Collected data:
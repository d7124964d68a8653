//! Configuration for the frame client binary.

use std::net::{Ipv4Addr, SocketAddr};
use std::path::Path;
use std::time::Duration;

use serde::{Deserialize, Serialize};

use surfstream_core::client::ClientConfig;
use surfstream_core::codec::{CompressionMode, FrameCodec};
use surfstream_core::frame::FrameDimensions;
use surfstream_core::server::DEFAULT_PORT;
use surfstream_core::server::protocol::DEFAULT_MAX_RESPONSE;

/// Top-level configuration loaded from a TOML file.
#[derive(Debug, Clone, Default, Serialize, Deserialize)]
#[serde(default)]
pub struct ViewerConfig {
    /// Server address and deadlines.
    pub network: NetworkConfig,
    /// Expected frame geometry and codec.
    pub frame: FrameConfig,
    /// `watch` pacing.
    pub watch: WatchConfig,
    /// Logging settings.
    pub logging: LoggingConfig,
}

/// Network configuration.
#[derive(Debug, Clone, Serialize, Deserialize)]
#[serde(default)]
pub struct NetworkConfig {
    /// Frame server address.
    pub server_address: SocketAddr,
    /// Connection timeout in milliseconds.
    pub connect_timeout_ms: u64,
    /// Per-request deadline in milliseconds.
    pub io_timeout_ms: u64,
    /// Largest accepted frame response, in bytes.
    pub max_response_bytes: usize,
}

/// Frame geometry the server is expected to serve.
#[derive(Debug, Clone, Serialize, Deserialize)]
#[serde(default)]
pub struct FrameConfig {
    pub width: u32,
    pub height: u32,
    /// "dense" or "sparse". Decoding accepts either.
    pub mode: CompressionMode,
}

#[derive(Debug, Clone, Serialize, Deserialize)]
#[serde(default)]
pub struct WatchConfig {
    /// Delay between frame requests, in milliseconds.
    pub interval_ms: u64,
}

/// Logging settings.
#[derive(Debug, Clone, Serialize, Deserialize)]
#[serde(default)]
pub struct LoggingConfig {
    /// Log level: "trace", "debug", "info", "warn", "error".
    pub level: String,
}

// ── Defaults ─────────────────────────────────────────────────────

impl Default for NetworkConfig {
    fn default() -> Self {
        Self {
            server_address: SocketAddr::from((Ipv4Addr::LOCALHOST, DEFAULT_PORT)),
            connect_timeout_ms: 3_000,
            io_timeout_ms: 3_000,
            max_response_bytes: DEFAULT_MAX_RESPONSE,
        }
    }
}

impl Default for FrameConfig {
    fn default() -> Self {
        Self {
            width: FrameDimensions::HALF.width,
            height: FrameDimensions::HALF.height,
            mode: CompressionMode::Dense,
        }
    }
}

impl Default for WatchConfig {
    fn default() -> Self {
        Self { interval_ms: 500 }
    }
}

impl Default for LoggingConfig {
    fn default() -> Self {
        Self {
            level: "info".into(),
        }
    }
}

// ── Loading ──────────────────────────────────────────────────────

impl ViewerConfig {
    /// Load configuration from a TOML file, falling back to defaults.
    pub fn load(path: &Path) -> Self {
        match std::fs::read_to_string(path) {
            Ok(contents) => toml::from_str(&contents).unwrap_or_else(|e| {
                tracing::warn!("invalid config {}: {e}; using defaults", path.display());
                Self::default()
            }),
            Err(_) => {
                tracing::info!("no config at {}; using defaults", path.display());
                Self::default()
            }
        }
    }

    /// Write the default configuration to a file (for bootstrapping).
    pub fn write_default(path: &Path) -> std::io::Result<()> {
        let text = toml::to_string_pretty(&Self::default()).map_err(std::io::Error::other)?;
        std::fs::write(path, text)
    }

    pub fn to_client_config(&self) -> ClientConfig {
        ClientConfig {
            connect_timeout: Duration::from_millis(self.network.connect_timeout_ms.max(1)),
            io_timeout: Duration::from_millis(self.network.io_timeout_ms.max(1)),
            max_response: self.network.max_response_bytes.max(1),
        }
    }

    /// Codec for the configured geometry, each side clamped to `1..=8192`.
    pub fn codec(&self) -> FrameCodec {
        let dims = FrameDimensions::new(
            self.frame.width.clamp(1, 8192),
            self.frame.height.clamp(1, 8192),
        );
        FrameCodec::new(dims, self.frame.mode)
    }

    pub fn watch_interval(&self) -> Duration {
        Duration::from_millis(self.watch.interval_ms)
    }
}

// ── Tests ────────────────────────────────────────────────────────

#[cfg(test)]
mod tests {
    use super::*;

    #[test]
    fn default_config_serializes() {
        let text = toml::to_string_pretty(&ViewerConfig::default()).unwrap();
        assert!(text.contains("[network]"));
        assert!(text.contains("127.0.0.1:50001"));
        assert!(text.contains("interval_ms = 500"));
    }

    #[test]
    fn partial_file_keeps_other_defaults() {
        let parsed: ViewerConfig = toml::from_str(
            r#"
            [network]
            server_address = "10.0.0.7:50010"

            [frame]
            width = 1920
            height = 1080
            "#,
        )
        .unwrap();
        assert_eq!(parsed.network.server_address.port(), 50010);
        assert_eq!(parsed.network.io_timeout_ms, 3_000);
        assert_eq!(parsed.codec().dimensions(), FrameDimensions::FULL);
        assert_eq!(parsed.logging.level, "info");
    }

    #[test]
    fn client_config_clamps_zero_values() {
        let mut cfg = ViewerConfig::default();
        cfg.network.connect_timeout_ms = 0;
        cfg.network.max_response_bytes = 0;
        let client = cfg.to_client_config();
        assert_eq!(client.connect_timeout, Duration::from_millis(1));
        assert_eq!(client.io_timeout, Duration::from_millis(3_000));
        assert_eq!(client.max_response, 1);
    }

    #[test]
    fn write_then_load() {
        let dir = tempfile::tempdir().unwrap();
        let path = dir.path().join("client.toml");
        ViewerConfig::write_default(&path).unwrap();
        let loaded = ViewerConfig::load(&path);
        assert_eq!(loaded.network.server_address.port(), DEFAULT_PORT);
        assert_eq!(loaded.watch.interval_ms, 500);

        std::fs::write(&path, "[[[ broken").unwrap();
        assert_eq!(ViewerConfig::load(&path).frame.width, 960);
    }
}
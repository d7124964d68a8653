//! Frame producers and the pump that feeds them into a [`FrameStore`].

use std::sync::Arc;
use std::time::{Duration, Instant};

use async_trait::async_trait;
use tracing::{debug, info, warn};

use crate::error::StreamError;
use crate::forwarder::FrameForwarder;
use crate::frame::{Frame, FrameDimensions};
use crate::server::context::{Activity, ServerContext};
use crate::store::{FrameStore, PublishOutcome};

// ── FrameSource ──────────────────────────────────────────────────

/// Anything that yields raw sensor frames.
#[async_trait]
pub trait FrameSource: Send {
    /// The next frame, or `None` when the source is exhausted.
    async fn next_frame(&mut self) -> Result<Option<Frame>, StreamError>;
}

// ── SyntheticSource ──────────────────────────────────────────────

/// Deterministic test pattern: a few soft "touch blobs" drifting over a
/// zero background.
#[derive(Debug, Clone)]
pub struct SyntheticSource {
    dimensions: FrameDimensions,
    blobs: u32,
    tick: u64,
    limit: Option<u64>,
}

impl SyntheticSource {
    pub fn new(dimensions: FrameDimensions, blobs: u32) -> Self {
        Self {
            dimensions,
            blobs,
            tick: 0,
            limit: None,
        }
    }

    /// Stop after `frames` frames.
    pub fn with_limit(mut self, frames: u64) -> Self {
        self.limit = Some(frames);
        self
    }

    /// Render the pattern at time step `tick`.
    pub fn render(dimensions: FrameDimensions, blobs: u32, tick: u64) -> Frame {
        let (w, h) = (dimensions.width as i64, dimensions.height as i64);
        let mut frame = Frame::blank(dimensions);
        if w == 0 || h == 0 {
            return frame;
        }
        let row_len = dimensions.row_len();
        let pixels = frame.as_bytes_mut();
        let t = tick as i64;

        for i in 0..blobs as i64 {
            let cx = (i * 197 + t * (3 + i)).rem_euclid(w);
            let cy = (i * 131 + t * (2 + i)).rem_euclid(h);
            let r = 12 + (i * 5) % 10;

            for y in (cy - r).max(0)..(cy + r + 1).min(h) {
                for x in (cx - r).max(0)..(cx + r + 1).min(w) {
                    let (dx, dy) = (x - cx, y - cy);
                    let d2 = dx * dx + dy * dy;
                    if d2 > r * r {
                        continue;
                    }
                    let level = (255 - d2 * 160 / (r * r)) as u8;
                    let px = &mut pixels[y as usize * row_len + x as usize];
                    *px = (*px).max(level);
                }
            }
        }
        frame
    }
}

#[async_trait]
impl FrameSource for SyntheticSource {
    async fn next_frame(&mut self) -> Result<Option<Frame>, StreamError> {
        if self.limit.is_some_and(|limit| self.tick >= limit) {
            return Ok(None);
        }
        let frame = Self::render(self.dimensions, self.blobs, self.tick);
        self.tick += 1;
        Ok(Some(frame))
    }
}

// ── FramePump ────────────────────────────────────────────────────

/// Configuration for [`FramePump`].
#[derive(Debug, Clone)]
pub struct PumpConfig {
    /// Target frames per second (at least 1).
    pub target_fps: u32,
}

impl Default for PumpConfig {
    fn default() -> Self {
        Self { target_fps: 30 }
    }
}

/// Counters reported when a pump finishes.
#[derive(Debug, Clone, Copy, Default, PartialEq, Eq)]
pub struct PumpReport {
    /// Frames handed to the store.
    pub published: u64,
    /// Frames whose compression was skipped because a pass was busy.
    pub skipped: u64,
}

/// Drives a [`FrameSource`] into a [`FrameStore`] at a fixed rate.
///
/// The pump counts as one active worker for its whole lifetime and
/// stops when the source runs dry or the context stops.
pub struct FramePump<S> {
    source: S,
    store: Arc<FrameStore>,
    ctx: Arc<ServerContext>,
    config: PumpConfig,
    forwarder: Option<FrameForwarder>,
}

impl<S: FrameSource> FramePump<S> {
    pub fn new(
        source: S,
        store: Arc<FrameStore>,
        ctx: Arc<ServerContext>,
        config: PumpConfig,
    ) -> Self {
        Self {
            source,
            store,
            ctx,
            config,
            forwarder: None,
        }
    }

    /// Also offer every frame to `forwarder`, which runs on its own task
    /// for as long as the pump does.
    pub fn with_forwarder(mut self, forwarder: FrameForwarder) -> Self {
        self.forwarder = Some(forwarder);
        self
    }

    /// Run until the source is exhausted or the server stops.
    pub async fn run(mut self) -> Result<PumpReport, StreamError> {
        let _worker = self.ctx.enter(Activity::Thread);
        let interval = Duration::from_secs_f64(1.0 / self.config.target_fps.max(1) as f64);
        let mut report = PumpReport::default();
        let forward = self.forwarder.take().map(|f| f.spawn(Arc::clone(&self.ctx)));
        info!(fps = self.config.target_fps, "frame pump started");

        while self.ctx.is_running() {
            let started = Instant::now();

            let next = tokio::select! {
                next = self.source.next_frame() => next,
                _ = self.ctx.wait_for_stop() => break,
            };
            let frame = match next {
                Ok(Some(frame)) => frame,
                Ok(None) => {
                    debug!("frame source exhausted");
                    break;
                }
                Err(e) => {
                    warn!("frame source failed: {e}");
                    return Err(e);
                }
            };

            match self.store.publish(frame)? {
                PublishOutcome::Compressing(_) => {}
                PublishOutcome::Skipped => report.skipped += 1,
            }
            report.published += 1;
            if let Some(task) = &forward {
                task.offer(self.store.raw_snapshot());
            }

            let elapsed = started.elapsed();
            if elapsed < interval {
                tokio::select! {
                    _ = tokio::time::sleep(interval - elapsed) => {}
                    _ = self.ctx.wait_for_stop() => break,
                }
            }
        }

        if let Some(task) = forward {
            let fwd = task.finish().await?;
            info!(
                sent = fwd.frames_sent(),
                dropped = fwd.frames_dropped(),
                "raw forwarding stopped"
            );
        }
        info!(
            published = report.published,
            skipped = report.skipped,
            "frame pump stopped"
        );
        Ok(report)
    }
}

Work to complete — From the records given above, copy all lines containing "that".

Your solution —
//! Frame producers and the pump that feeds them into a [`FrameStore`].
/// Anything that yields raw sensor frames.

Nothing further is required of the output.